Examples of MALDI-MS spectra of tryptic peptides obtained from proteins derived from two pools of S. cerevisiae that differ only in their ability to express the G1 cyclin CLN2. (A) Elongation factor 1α; (B) Triosephosphate isomerase. The numbers “14” and “15” denote peaks originating from unlabeled (cln2⁻) and ¹⁵N-labeled (CLN2⁺) tryptic peptides. The ratios of the intensities of the pairs of unlabeled to labeled peaks were used to quantitate the relative levels of the proteins in the two cell pools. (Left Inset) Detail shows a pair of peaks from a single tryptic peptide. The lower mass cluster of peaks corresponds to isotopically resolved components of the unlabeled peptide whereas the upper mass cluster corresponds to the isotopic components of the ¹⁵N labeled peptide.
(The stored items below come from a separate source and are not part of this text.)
use crate::config::Config;
use crate::domain::allotment::MintConfig;
use crate::domain::ports::WalletRef;
use crate::error::Result;
use rust_decimal::prelude::ToPrimitive;
use rust_decimal::{Decimal, RoundingStrategy};
use std::sync::Arc;
use tokio::task::JoinHandle;
use tokio_util::sync::CancellationToken;
use tracing::{info, warn};

/// Result of one payout pass over a mint.
#[derive(Debug, Clone, PartialEq, Eq)]
pub enum PayoutTick {
    /// Balance could not be read; nothing attempted.
    BalanceUnavailable,
    /// Balance did not exceed the retained minimum by the payout threshold.
    BelowThreshold { balance: u64 },
    /// Shares were attempted; `paid` of them succeeded.
    Distributed { aimed: u64, attempted: usize, paid: usize },
}

/// Periodically pays surplus wallet balance out to the profit-share payees.
///
/// One task per accepted mint. Failed payouts are not retried within a tick;
/// the next tick recomputes everything from the current balance.
pub struct PayoutScheduler {
    config: Arc<Config>,
    wallet: WalletRef,
}

impl PayoutScheduler {
    pub fn new(config: Arc<Config>, wallet: WalletRef) -> Self {
        Self { config, wallet }
    }

    /// Spawns one payout loop per accepted mint. The loops run until `cancel`
    /// fires.
    pub fn start(self: &Arc<Self>, cancel: CancellationToken) -> Vec<JoinHandle<()>> {
        info!(mints = self.config.accepted_mints.len(), "starting payout routine");
        self.config
            .accepted_mints
            .iter()
            .cloned()
            .map(|mint| {
                let scheduler = Arc::clone(self);
                let cancel = cancel.clone();
                tokio::spawn(async move { scheduler.run(mint, cancel).await })
            })
            .collect()
    }

    async fn run(&self, mint: MintConfig, cancel: CancellationToken) {
        let mut interval = tokio::time::interval(self.config.payout_interval());
        interval.tick().await; // consume the immediate first tick

        loop {
            tokio::select! {
                biased;
                () = cancel.cancelled() => break,
                _ = interval.tick() => {
                    self.process_payout(&mint).await;
                }
            }
        }
        info!(mint = %mint.url, "payout routine stopped");
    }

    /// Runs a single payout pass for `mint`.
    pub async fn process_payout(&self, mint: &MintConfig) -> PayoutTick {
        let balance = match self.wallet.balance_for_mint(&mint.url).await {
            Ok(balance) => balance,
            Err(e) => {
                warn!(mint = %mint.url, error = %e, "could not read balance, skipping payout");
                return PayoutTick::BalanceUnavailable;
            }
        };

        let threshold = mint.min_balance.saturating_add(mint.min_payout_amount);
        if balance < threshold {
            info!(
                mint = %mint.url,
                balance,
                threshold,
                "skipping payout, balance does not meet threshold"
            );
            return PayoutTick::BelowThreshold { balance };
        }

        let aimed = balance - mint.min_balance;
        let mut attempted = 0;
        let mut paid = 0;

        for share in &self.config.profit_share {
            let share_amount = share_amount(aimed, share.factor);
            let identity = match self.config.identity(&share.identity) {
                Ok(identity) => identity,
                Err(e) => {
                    warn!(identity = %share.identity, error = %e, "could not resolve profit share payee");
                    continue;
                }
            };
            attempted += 1;
            if self
                .payout_share(mint, share_amount, &identity.lightning_address)
                .await
                .is_ok()
            {
                paid += 1;
            }
        }

        info!(mint = %mint.url, aimed, attempted, paid, "payout completed");
        PayoutTick::Distributed {
            aimed,
            attempted,
            paid,
        }
    }

    async fn payout_share(&self, mint: &MintConfig, amount: u64, address: &str) -> Result<()> {
        let max_cost = max_cost(amount, mint.balance_tolerance_percent);
        info!(
            mint = %mint.url,
            amount,
            max_cost,
            "processing payout"
        );

        self.wallet
            .payout(&mint.url, amount, max_cost, address)
            .await
            .inspect_err(|e| {
                warn!(mint = %mint.url, amount, error = %e, "error melting to lightning, skipping");
            })
    }
}

/// `aimed * factor`, rounded half away from zero.
pub fn share_amount(aimed: u64, factor: Decimal) -> u64 {
    (Decimal::from(aimed) * factor)
        .round_dp_with_strategy(0, RoundingStrategy::MidpointAwayFromZero)
        .to_u64()
        .unwrap_or_default()
}

/// Spend ceiling for a payout of `aimed`.
///
/// Counts `aimed` twice before the tolerance is added:
/// `aimed + (aimed + aimed * tolerance / 100)`.
pub fn max_cost(aimed: u64, tolerance_percent: u64) -> u64 {
    let tolerance = aimed.saturating_add(aimed.saturating_mul(tolerance_percent) / 100);
    aimed.saturating_add(tolerance)
}

#[cfg(test)]
mod tests {
    use super::*;
    use crate::config::{ProfitShare, PublicIdentity};
    use crate::infrastructure::in_memory::InMemoryWallet;
    use crate::domain::ports::Wallet;
    use rust_decimal_macros::dec;
    use std::time::Duration;

    const MINT: &str = "https://mint.example";

    fn mint() -> MintConfig {
        MintConfig {
            url: MINT.to_string(),
            price_per_step: 1,
            price_unit: "sats".to_string(),
            min_purchase_steps: 1,
            min_balance: 100,
            balance_tolerance_percent: 10,
            min_payout_amount: 50,
        }
    }

    fn config() -> Config {
        Config {
            accepted_mints: vec![mint()],
            profit_share: vec![
                ProfitShare {
                    factor: dec!(0.7),
                    identity: "owner".into(),
                },
                ProfitShare {
                    factor: dec!(0.3),
                    identity: "developer".into(),
                },
            ],
            identities: vec![
                PublicIdentity {
                    name: "owner".into(),
                    pubkey: None,
                    lightning_address: "owner@ln.example".into(),
                },
                PublicIdentity {
                    name: "developer".into(),
                    pubkey: None,
                    lightning_address: "dev@ln.example".into(),
                },
            ],
            ..Config::default()
        }
    }

    #[test]
    fn test_share_amount_rounds_half_away_from_zero() {
        assert_eq!(share_amount(5, dec!(0.5)), 3);
        assert_eq!(share_amount(100, dec!(0.7)), 70);
        assert_eq!(share_amount(7, dec!(0.3)), 2);
        assert_eq!(share_amount(0, dec!(1)), 0);
    }

    #[test]
    fn test_max_cost_counts_aimed_twice() {
        assert_eq!(max_cost(100, 10), 210);
        assert_eq!(max_cost(70, 0), 140);
        assert_eq!(max_cost(15, 10), 31);
    }

    #[tokio::test]
    async fn test_below_threshold_skips() {
        let wallet = Arc::new(InMemoryWallet::new());
        wallet.set_balance(MINT, 149).await;
        let scheduler = PayoutScheduler::new(Arc::new(config()), wallet.clone());

        let tick = scheduler.process_payout(&mint()).await;
        assert_eq!(tick, PayoutTick::BelowThreshold { balance: 149 });
        assert!(wallet.payouts().await.is_empty());
    }

    #[tokio::test]
    async fn test_distributes_surplus() {
        let wallet = Arc::new(InMemoryWallet::new());
        wallet.set_balance(MINT, 300).await;
        let scheduler = PayoutScheduler::new(Arc::new(config()), wallet.clone());

        let tick = scheduler.process_payout(&mint()).await;
        assert_eq!(
            tick,
            PayoutTick::Distributed {
                aimed: 200,
                attempted: 2,
                paid: 2
            }
        );

        let payouts = wallet.payouts().await;
        assert_eq!(payouts[0].amount, 140);
        assert_eq!(payouts[0].max_cost, 294);
        assert_eq!(payouts[0].address, "owner@ln.example");
        assert_eq!(payouts[1].amount, 60);
        assert_eq!(payouts[1].max_cost, 126);
        assert_eq!(wallet.balance_for_mint(MINT).await.unwrap(), 100);
    }

    #[tokio::test]
    async fn test_unresolved_identity_skips_only_that_share() {
        let wallet = Arc::new(InMemoryWallet::new());
        wallet.set_balance(MINT, 300).await;
        let mut config = config();
        config.identities.retain(|identity| identity.name != "owner");
        let scheduler = PayoutScheduler::new(Arc::new(config), wallet.clone());

        let tick = scheduler.process_payout(&mint()).await;
        assert_eq!(
            tick,
            PayoutTick::Distributed {
                aimed: 200,
                attempted: 1,
                paid: 1
            }
        );
        assert_eq!(wallet.payouts().await[0].address, "dev@ln.example");
    }

    #[tokio::test]
    async fn test_failed_payout_is_retried_next_tick() {
        let wallet = Arc::new(InMemoryWallet::new());
        wallet.set_balance(MINT, 300).await;
        wallet.set_fail_payout(true);
        let scheduler = PayoutScheduler::new(Arc::new(config()), wallet.clone());

        let tick = scheduler.process_payout(&mint()).await;
        assert_eq!(
            tick,
            PayoutTick::Distributed {
                aimed: 200,
                attempted: 2,
                paid: 0
            }
        );

        wallet.set_fail_payout(false);
        scheduler.process_payout(&mint()).await;
        assert_eq!(wallet.payouts().await.len(), 2);
    }

    #[tokio::test(start_paused = true)]
    async fn test_scheduler_ticks_until_cancelled() {
        let wallet = Arc::new(InMemoryWallet::new());
        wallet.set_balance(MINT, 300).await;
        let scheduler = Arc::new(PayoutScheduler::new(Arc::new(config()), wallet.clone()));
        let cancel = CancellationToken::new();

        let handles = scheduler.start(cancel.clone());
        assert_eq!(handles.len(), 1);

        tokio::time::sleep(Duration::from_secs(30)).await;
        assert!(wallet.payouts().await.is_empty());

        tokio::time::sleep(Duration::from_secs(31)).await;
        assert_eq!(wallet.payouts().await.len(), 2);

        cancel.cancel();
        for handle in handles {
            handle.await.unwrap();
        }
    }
}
Tests of the goodness of fit of the theoretical isotope distribution (Right Inset) to the experimental distribution (Left Inset) revealed that the level of incorporated ¹⁵N label was 93 ± 1%. The peak intensity for the unlabeled peptide was determined by integrating the intensities of each component in the lower isotopic cluster whereas that for the labeled peptide was determined by integrating the intensity of each component in the upper isotopic cluster.